Dos and don’ts for creating a winning pitch deck

  • Do your research: Look to online resources for guidance. Investors expect to see certain information in any pitch, so follow those guidelines. “For example, if you read nine blog posts and they all say have these five slides, you better have those five slides. Some people will say 10 slides, some will say 12. Research what is normal and decide for yourself which you prefer—but remember not to re-create the wheel,” Randall said.
  • Don’t overcomplicate slides: Slides should be clear, compelling and succinct. Avoid fluff and focus on your startup’s story and key information. “Sometimes—especially with early-stage startups—people can get so wrapped up in the big picture that they forget to include details of the product that will solve the problem,” she said.
  • Don’t make unsupported claims: You should be confident in the statements you make in your pitch deck. For example, some founders may say no one has solved this problem before. And there may be a reason for that. “Worst-case scenario, the investor you're talking to has already seen four pitches that week that solve the same problem, and you just don't know them,” Randall said. 
  • Don’t omit the “why us” narrative: While investors may have different preferences, they all want to hear why they should invest in your company. Include key industry experience, education, network and other information that makes you stand out from competitors.
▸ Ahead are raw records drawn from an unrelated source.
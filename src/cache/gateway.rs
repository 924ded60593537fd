//! Per-request entry point to the holiday cache.
//!
//! Every request evaluates the refresh schedule, kicks off (or waits for) a
//! coalesced refresh when one is due, then answers from the store. The
//! gateway never fails: with nothing cached yet it returns an empty snapshot.

use super::clock::Clock;
use super::coalescer::{Coalescer, FailureRecord};
use super::policy::{NextEligible, RefreshDecision, RefreshReason, RefreshSchedule};
use super::store::{CacheEntry, CacheStore};
use chrono::{DateTime, TimeDelta, Utc};
use serde::{Deserialize, Serialize};
use serde_json::Value;
use std::sync::Arc;
use std::time::Duration;
use tracing::{debug, trace, warn};

/// How a request that finds the cache due treats its own refresh.
#[derive(Debug, Clone, Copy, PartialEq, Eq, Default, Serialize, Deserialize)]
#[serde(rename_all = "kebab-case")]
pub enum LatencyPolicy {
    /// Start the refresh in the background and answer from the current store.
    #[default]
    NonBlocking,
    /// Wait for the refresh before answering.
    Blocking,
}

#[derive(Debug, Clone, PartialEq, Serialize)]
#[serde(rename_all = "camelCase")]
pub struct CacheDiagnostics {
    pub has_cache: bool,
    pub fetched_at: Option<DateTime<Utc>>,
    pub call_count: u64,
    pub cache_age_ms: Option<i64>,
    pub last_refresh_hour: Option<u8>,
    /// Whether the schedule considered a refresh due for this request.
    pub due: bool,
    pub reason: RefreshReason,
    pub next_eligible: NextEligible,
    /// A due refresh was skipped because the last attempt failed recently.
    pub cooling_down: bool,
    pub refreshing: bool,
    pub upstream_attempts: u64,
    pub upstream_failures: u64,
    pub last_error: Option<FailureRecord>,
}

/// What a request gets back: the payload, if any, plus provenance.
#[derive(Debug, Clone, Serialize)]
#[serde(rename_all = "camelCase")]
pub struct CacheSnapshot {
    pub payload: Option<Arc<Value>>,
    pub diagnostics: CacheDiagnostics,
}

impl CacheSnapshot {
    /// Nothing has been fetched successfully yet.
    pub fn is_empty(&self) -> bool {
        self.payload.is_none()
    }
}

pub struct CacheGateway {
    store: Arc<CacheStore>,
    coalescer: Coalescer,
    schedule: RefreshSchedule,
    latency: LatencyPolicy,
    failure_cooldown: Duration,
    clock: Arc<dyn Clock>,
}

impl CacheGateway {
    pub fn new(
        store: Arc<CacheStore>,
        coalescer: Coalescer,
        schedule: RefreshSchedule,
        latency: LatencyPolicy,
        failure_cooldown: Duration,
        clock: Arc<dyn Clock>,
    ) -> Self {
        Self {
            store,
            coalescer,
            schedule,
            latency,
            failure_cooldown,
            clock,
        }
    }

    pub fn latency(&self) -> LatencyPolicy {
        self.latency
    }

    pub fn schedule(&self) -> &RefreshSchedule {
        &self.schedule
    }

    pub fn coalescer(&self) -> &Coalescer {
        &self.coalescer
    }

    /// Answer one request at the current time.
    pub async fn serve(&self) -> CacheSnapshot {
        self.serve_at(self.clock.now()).await
    }

    /// Answer one request as of `now`.
    pub async fn serve_at(&self, now: DateTime<Utc>) -> CacheSnapshot {
        let observed = self.coalescer.observe();
        let entry = self.store.snapshot();
        let decision = self.schedule.evaluate(now, &entry);
        let cooling_down = decision.due && self.cooling_down(now, &entry);

        // A running fetch is always joined; only new attempts wait out the cooldown.
        if decision.due && (!cooling_down || self.coalescer.in_flight()) {
            match self.latency {
                LatencyPolicy::NonBlocking => {
                    if self.coalescer.trigger_since(observed) {
                        debug!(reason = ?decision.reason, "Holiday cache refresh triggered");
                    }
                }
                LatencyPolicy::Blocking => {
                    if let Err(e) = self.coalescer.refresh_since(observed).await {
                        warn!(error = %e, has_cache = entry.has_payload(), "Serving holiday cache without a fresh refresh");
                    }
                }
            }
        } else if cooling_down {
            debug!(
                cooldown_secs = self.failure_cooldown.as_secs(),
                "Refresh due but last attempt failed recently, skipping"
            );
        } else {
            trace!("Serving cached holiday data");
        }

        self.assemble(now, self.store.snapshot(), decision, cooling_down)
    }

    /// Current state without evaluating or triggering a refresh.
    pub fn peek(&self) -> CacheSnapshot {
        let now = self.clock.now();
        let entry = self.store.snapshot();
        let decision = self.schedule.evaluate(now, &entry);
        let cooling_down = decision.due && self.cooling_down(now, &entry);
        self.assemble(now, entry, decision, cooling_down)
    }

    /// The last attempt failed after the last success, within the cooldown.
    fn cooling_down(&self, now: DateTime<Utc>, entry: &CacheEntry) -> bool {
        let Some(failure) = self.coalescer.last_failure() else {
            return false;
        };
        let cooldown = TimeDelta::from_std(self.failure_cooldown).unwrap_or(TimeDelta::zero());
        entry.fetched_at.is_none_or(|at| failure.at > at) && now - failure.at < cooldown
    }

    fn assemble(
        &self,
        now: DateTime<Utc>,
        entry: Arc<CacheEntry>,
        decision: RefreshDecision,
        cooling_down: bool,
    ) -> CacheSnapshot {
        let diagnostics = CacheDiagnostics {
            has_cache: entry.has_payload(),
            fetched_at: entry.fetched_at,
            call_count: entry.call_count,
            cache_age_ms: entry.age(now).map(|age| age.num_milliseconds()),
            last_refresh_hour: entry.last_refresh_hour,
            due: decision.due,
            reason: decision.reason,
            next_eligible: self.schedule.next_eligible(now, &entry),
            cooling_down,
            refreshing: self.coalescer.in_flight(),
            upstream_attempts: self.coalescer.attempts(),
            upstream_failures: self.coalescer.failures(),
            last_error: self.coalescer.last_failure(),
        };

        CacheSnapshot {
            payload: entry.payload.clone(),
            diagnostics,
        }
    }
}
  • Do get feedback: Leverage your network and J.P. Morgan for introductions to industry experts, mentors and advisors, and feedback on your deck. “You want somebody who knows your industry and is already in your corner, because they will have a good perspective on how you can highlight your company’s goals and strengths,” Randall said.
  • Do practice your pitch: Rehearse with co-founders, teammates or friends you trust until you know your pitch by heart. Practice should also include answering questions you anticipate from investors. For example, you should be prepared to explain any gaps in your experience and how funding can address them.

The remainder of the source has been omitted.